• _Action item_: Within the records below, reproduce without change the lines from the line that has "fixed order (paths" through the line that has "pub mod types;", and only those.

──────── Data shown

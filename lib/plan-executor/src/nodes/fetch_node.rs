use futures::future::BoxFuture;
use serde_json::{Map, Value};
use tracing::{debug, instrument, warn};

use crate::{
    error_collector::FetchErrorContext,
    error_normalization::{
        normalize_errors_for_representations, normalize_errors_for_root, static_prefix,
    },
    execution_context::ExecutionContext,
    executors::{common::SubgraphExecutionRequest, error::SubgraphExecutorError},
    plan::{FetchNode, FlattenNodePathSegment, Selection},
    representations::project_requires,
    response::{
        graphql_error::{GraphQLError, GraphQLErrorPathSegment, DEFAULT_ERROR_CODE},
        merge::deep_merge,
    },
    traverse_path::{resolve_locations, traverse_path, value_at_path_mut, ResponsePath},
    variables::variables_for_usages,
};

pub trait ExecutableFetchNode {
    fn variables(&self, ctx: &ExecutionContext) -> Map<String, Value>;
    fn representations(
        &self,
        requires: &[Selection],
        data: &Value,
        path: &[FlattenNodePathSegment],
        ctx: &ExecutionContext,
    ) -> (Vec<Value>, Vec<ResponsePath>);
    fn execute<'a>(
        &'a self,
        path: Vec<FlattenNodePathSegment>,
        ctx: &'a ExecutionContext,
    ) -> BoxFuture<'a, ()>;
}

impl ExecutableFetchNode for FetchNode {
    fn variables(&self, ctx: &ExecutionContext) -> Map<String, Value> {
        variables_for_usages(self.variable_usages.as_deref(), ctx.variables)
    }

    /// Representations for every location `path` resolves to, in document
    /// order, together with the location each one came from.
    fn representations(
        &self,
        requires: &[Selection],
        data: &Value,
        path: &[FlattenNodePathSegment],
        ctx: &ExecutionContext,
    ) -> (Vec<Value>, Vec<ResponsePath>) {
        let mut representations = vec![];
        let mut locations = vec![];
        traverse_path(data, vec![], path, &mut |location, entity| {
            if let Some(representation) = project_requires(
                entity,
                requires,
                self.type_condition.as_deref(),
                ctx.schema_metadata,
            ) {
                representations.push(representation);
                locations.push(location);
            }
        });
        (representations, locations)
    }

    #[instrument(level = "debug", skip_all, name = "FetchNode::execute", fields(
        service_name = %self.service_name,
        path = ?path
    ))]
    fn execute<'a>(
        &'a self,
        path: Vec<FlattenNodePathSegment>,
        ctx: &'a ExecutionContext<'_>,
    ) -> BoxFuture<'a, ()> {
        Box::pin(async move {
            if self.is_entity_fetch() {
                execute_for_entities(self, &path, ctx).await
            } else {
                execute_for_root(self, &path, ctx).await
            }
        })
    }
}

async fn execute_for_root(
    node: &FetchNode,
    path: &[FlattenNodePathSegment],
    ctx: &ExecutionContext<'_>,
) {
    let variables = node.variables(ctx);
    let error_context = FetchErrorContext {
        service_name: &node.service_name,
        query: &node.operation,
        variables: &variables,
    };
    let request = SubgraphExecutionRequest {
        query: &node.operation,
        operation_name: node.operation_name.as_deref(),
        variables: Some(&variables),
        representations: None,
    };
    let prefix = static_prefix(path);

    let response = match ctx
        .subgraph_executor_map
        .execute(&node.service_name, request)
        .await
    {
        Ok(response) => response,
        Err(e) => {
            record_failure(ctx, &error_context, &prefix, e).await;
            return;
        }
    };

    if let Some(data) = response.data {
        let mut tree = ctx.data.lock().await;
        let locations = resolve_locations(&tree, path);
        if let Some((last, rest)) = locations.split_last() {
            for location in rest {
                if let Some(target) = value_at_path_mut(&mut tree, location) {
                    deep_merge(target, data.clone());
                }
            }
            if let Some(target) = value_at_path_mut(&mut tree, last) {
                deep_merge(target, data);
            }
        } else {
            debug!("no location to merge the response of {}", node.service_name);
        }
    }

    if let Some(errors) = response.errors {
        let errors = normalize_errors_for_root(&prefix, errors);
        ctx.errors.extend(error_context.annotate_all(errors)).await;
    }
}

async fn execute_for_entities(
    node: &FetchNode,
    path: &[FlattenNodePathSegment],
    ctx: &ExecutionContext<'_>,
) {
    let requires = node.requires.as_deref().unwrap_or_default();
    let (representations, locations) = {
        let tree = ctx.data.lock().await;
        node.representations(requires, &tree, path, ctx)
    };

    if representations.is_empty() {
        debug!(
            "no representations for {}, skipping the fetch",
            node.service_name
        );
        return;
    }

    let variables = node.variables(ctx);
    let error_context = FetchErrorContext {
        service_name: &node.service_name,
        query: &node.operation,
        variables: &variables,
    };
    let request = SubgraphExecutionRequest {
        query: &node.operation,
        operation_name: node.operation_name.as_deref(),
        variables: Some(&variables),
        representations: Some(&representations),
    };
    let prefix = static_prefix(path);

    let mut response = match ctx
        .subgraph_executor_map
        .execute(&node.service_name, request)
        .await
    {
        Ok(response) => response,
        Err(e) => {
            record_failure(ctx, &error_context, &prefix, e).await;
            return;
        }
    };

    let has_service_errors = response.errors.as_ref().is_some_and(|e| !e.is_empty());
    match response.take_entities() {
        Some(entities) => {
            if entities.len() != locations.len() {
                warn!(
                    "{} returned {} entities for {} representations",
                    node.service_name,
                    entities.len(),
                    locations.len()
                );
                record_entities_mismatch(ctx, &error_context, &prefix, locations.len()).await;
            }
            let mut tree = ctx.data.lock().await;
            for (entity, location) in entities.into_iter().zip(locations.iter()) {
                if !entity.is_object() {
                    continue;
                }
                if let Some(target) = value_at_path_mut(&mut tree, location) {
                    deep_merge(target, entity);
                }
            }
        }
        // Service errors already account for the missing entities.
        None if has_service_errors => {}
        None => {
            warn!("{} returned no \"_entities\" list", node.service_name);
            record_entities_mismatch(ctx, &error_context, &prefix, locations.len()).await;
        }
    }

    if let Some(errors) = response.errors {
        let errors = normalize_errors_for_representations(&locations, &prefix, errors);
        ctx.errors.extend(error_context.annotate_all(errors)).await;
    }
}

async fn record_entities_mismatch(
    ctx: &ExecutionContext<'_>,
    error_context: &FetchErrorContext<'_>,
    prefix: &[GraphQLErrorPathSegment],
    expected: usize,
) {
    let mut graphql_error = GraphQLError::from(format!(
        "Expected \"_entities\" to contain {} elements",
        expected
    ));
    graphql_error.path = (!prefix.is_empty()).then(|| prefix.to_vec());
    ctx.errors
        .push(error_context.annotate(graphql_error, DEFAULT_ERROR_CODE))
        .await;
}

async fn record_failure(
    ctx: &ExecutionContext<'_>,
    error_context: &FetchErrorContext<'_>,
    prefix: &[GraphQLErrorPathSegment],
    error: SubgraphExecutorError,
) {
    warn!(
        "fetch from {} failed: {}",
        error_context.service_name, error
    );
    let mut graphql_error = GraphQLError::from(error.to_string());
    graphql_error.path = (!prefix.is_empty()).then(|| prefix.to_vec());
    ctx.errors
        .push(error_context.annotate(graphql_error, error.code()))
        .await;
}
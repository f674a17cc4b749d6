use graphql_parser::{query, schema};

#[derive(thiserror::Error, Debug)]
#[error("Failed to parse schema: {0}")]
pub struct SchemaParseError(#[from] schema::ParseError);

#[derive(thiserror::Error, Debug)]
#[error("Failed to parse operation: {0}")]
pub struct OperationParseError(#[from] query::ParseError);

#[inline]
pub fn parse_schema(sdl: &str) -> Result<schema::Document<'_, String>, SchemaParseError> {
    Ok(schema::parse_schema::<String>(sdl)?)
}

#[inline]
pub fn parse_operation(operation: &str) -> Result<query::Document<'_, String>, OperationParseError> {
    Ok(query::parse_query::<String>(operation)?)
}
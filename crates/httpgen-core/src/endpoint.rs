//! Base endpoint selection.

use crate::openapi::Document;
use crate::Error;

/// Pick the base URL requests are sent to.
///
/// A non-empty override always wins; otherwise the first declared server is
/// used. With neither, the run cannot proceed.
pub fn resolve_endpoint(document: &Document, endpoint_override: Option<&str>) -> crate::Result<String> {
    if let Some(endpoint) = endpoint_override.map(str::trim).filter(|e| !e.is_empty()) {
        log::debug!("Using endpoint override {endpoint}");
        return Ok(endpoint.to_string());
    }

    document
        .servers
        .first()
        .map(|server| server.url.clone())
        .ok_or(Error::NoEndpointResolved)
}

#[cfg(test)]
mod tests {
    use super::*;
    use crate::openapi::Server;

    fn document(urls: &[&str]) -> Document {
        Document {
            servers: urls
                .iter()
                .map(|url| Server {
                    url: url.to_string(),
                    description: None,
                })
                .collect(),
            ..Default::default()
        }
    }

    #[test]
    fn test_override_wins() {
        let doc = document(&["https://a.example"]);
        assert_eq!(
            resolve_endpoint(&doc, Some("https://b.example")).unwrap(),
            "https://b.example"
        );
    }

    #[test]
    fn test_first_server_is_used() {
        let doc = document(&["https://a.example", "https://c.example"]);
        assert_eq!(resolve_endpoint(&doc, None).unwrap(), "https://a.example");
        assert_eq!(resolve_endpoint(&doc, Some("")).unwrap(), "https://a.example");
    }

    #[test]
    fn test_no_servers_and_no_override_fails() {
        let err = resolve_endpoint(&document(&[]), None).unwrap_err();
        assert!(matches!(err, Error::NoEndpointResolved));
    }
}
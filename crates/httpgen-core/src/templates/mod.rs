//! Request collection rendering.
//!
//! The renderer walks a [`Document`] in a fixed order (paths
//! lexicographically, methods by priority) and feeds the resulting contexts
//! through the embedded `requests.http.tera` template.
//!
//! # Examples
//!
//! ```
//! use httpgen_core::templates::format_as_comment;
//!
//! assert_eq!(format_as_comment("L1\nL2"), "L1\n# L2");
//! ```

pub mod types;

pub use types::{CollectionContext, RequestContext};

// Internal imports (std, crate)
use crate::openapi::{Document, HttpMethod, Operation, PathItem};
use crate::source::SourceDescriptor;

// External imports (alphabetized)
use chrono::{Local, NaiveDateTime};
use tera::{Context, Tera};

const TEMPLATE_NAME: &str = "requests.http";
const TEMPLATE_SOURCE: &str = include_str!("requests.http.tera");

const DEFAULT_TITLE: &str = "API";
const DEFAULT_ENDPOINT_COMMENT: &str = "API Endpoint";
const TIMESTAMP_FORMAT: &str = "%Y-%m-%d %H:%M:%S";

/// Renders documents into `.http` request collections
pub struct RequestRenderer {
    tera: Tera,
}

impl RequestRenderer {
    pub fn new() -> crate::Result<Self> {
        let mut tera = Tera::default();
        tera.autoescape_on(vec![]);
        tera.add_raw_template(TEMPLATE_NAME, TEMPLATE_SOURCE)?;
        Ok(Self { tera })
    }

    /// Render `document` against `endpoint`, stamped with the current local time
    pub fn render(
        &self,
        document: &Document,
        endpoint: &str,
        source: &SourceDescriptor,
    ) -> crate::Result<String> {
        self.render_at(document, endpoint, source, Local::now().naive_local())
    }

    /// Render with an explicit generation timestamp
    pub fn render_at(
        &self,
        document: &Document,
        endpoint: &str,
        source: &SourceDescriptor,
        generated_at: NaiveDateTime,
    ) -> crate::Result<String> {
        let collection = build_context(document, endpoint, source, generated_at);
        log::debug!(
            "Rendering {} request(s) for '{}'",
            collection.requests.len(),
            collection.title
        );
        let context = Context::from_serialize(&collection)?;
        Ok(self.tera.render(TEMPLATE_NAME, &context)?)
    }
}

/// Build the template context for a whole document
pub fn build_context(
    document: &Document,
    endpoint: &str,
    source: &SourceDescriptor,
    generated_at: NaiveDateTime,
) -> CollectionContext {
    let title = document.title.as_deref().unwrap_or(DEFAULT_TITLE);

    let mut banner = Vec::new();
    if let Some(description) = document.description.as_deref().filter(|d| *d != title) {
        banner.push(format_as_comment(description));
    }
    if let Some(version) = &document.version {
        banner.push(format!("Version: {version}"));
    }
    if source.is_url() {
        banner.push(format!("Source: {}", source.raw));
    }

    let endpoint_comment = document
        .servers
        .first()
        .and_then(|server| server.description.as_deref())
        .unwrap_or(DEFAULT_ENDPOINT_COMMENT);

    let requests = document
        .paths
        .iter()
        .flat_map(|(path, item)| {
            order_operations(item)
                .into_iter()
                .map(move |(method, operation)| {
                    request_context(document, path, method, operation)
                })
        })
        .collect();

    CollectionContext {
        title: format_as_comment(title),
        banner,
        generated_at: generated_at.format(TIMESTAMP_FORMAT).to_string(),
        endpoint_comment: format_as_comment(endpoint_comment),
        endpoint: endpoint.to_string(),
        requests,
    }
}

fn request_context(
    document: &Document,
    path: &str,
    method: &HttpMethod,
    operation: &Operation,
) -> RequestContext {
    let json_body = operation.json_request_body;
    RequestContext {
        comment: format_as_comment(&request_comment(path, method, operation)),
        method: method.to_string(),
        path: path.to_string(),
        json_body,
        secured: operation.has_security() || document.has_security(),
        body_placeholder: json_body && method.takes_body(),
    }
}

/// Comment line for a request: summary, then the first description line,
/// then the operationId, then `METHOD path`
pub fn request_comment(path: &str, method: &HttpMethod, operation: &Operation) -> String {
    if let Some(summary) = &operation.summary {
        return summary.clone();
    }
    if let Some(first_line) = operation
        .description
        .as_deref()
        .and_then(|d| d.lines().map(str::trim).find(|l| !l.is_empty()))
    {
        return first_line.to_string();
    }
    if let Some(id) = &operation.operation_id {
        return id.clone();
    }
    format!("{method} {path}")
}

/// Operations of a path in rendering order.
///
/// Sorting is stable, so methods outside the priority list keep their
/// declaration order after all listed ones.
pub fn order_operations(item: &PathItem) -> Vec<(&HttpMethod, &Operation)> {
    let mut operations: Vec<_> = item.operations.iter().map(|(m, op)| (m, op)).collect();
    operations.sort_by_key(|(method, _)| method.priority());
    operations
}

/// Number of request blocks a document renders to
pub fn count_requests(document: &Document) -> usize {
    document.operation_count()
}

/// Prefix every line after the first with `# ` so multi-line text stays
/// inside a comment
pub fn format_as_comment(text: &str) -> String {
    let mut lines = text.lines().map(str::trim_end);
    let first = lines.next().unwrap_or_default().to_string();
    lines.fold(first, |mut acc, line| {
        if line.is_empty() {
            acc.push_str("\n#");
        } else {
            acc.push_str("\n# ");
            acc.push_str(line);
        }
        acc
    })
}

────────────────

• _Response for this exercise_:
//! The renderer walks a [`Document`] in a fixed order (paths
//! lexicographically, methods by priority) and feeds the resulting contexts
//! through the embedded `requests.http.tera` template.
//!
//! # Examples
//!
//! ```
//! use httpgen_core::templates::format_as_comment;
//!
//! assert_eq!(format_as_comment("L1\nL2"), "L1\n# L2");
//! ```

pub mod types;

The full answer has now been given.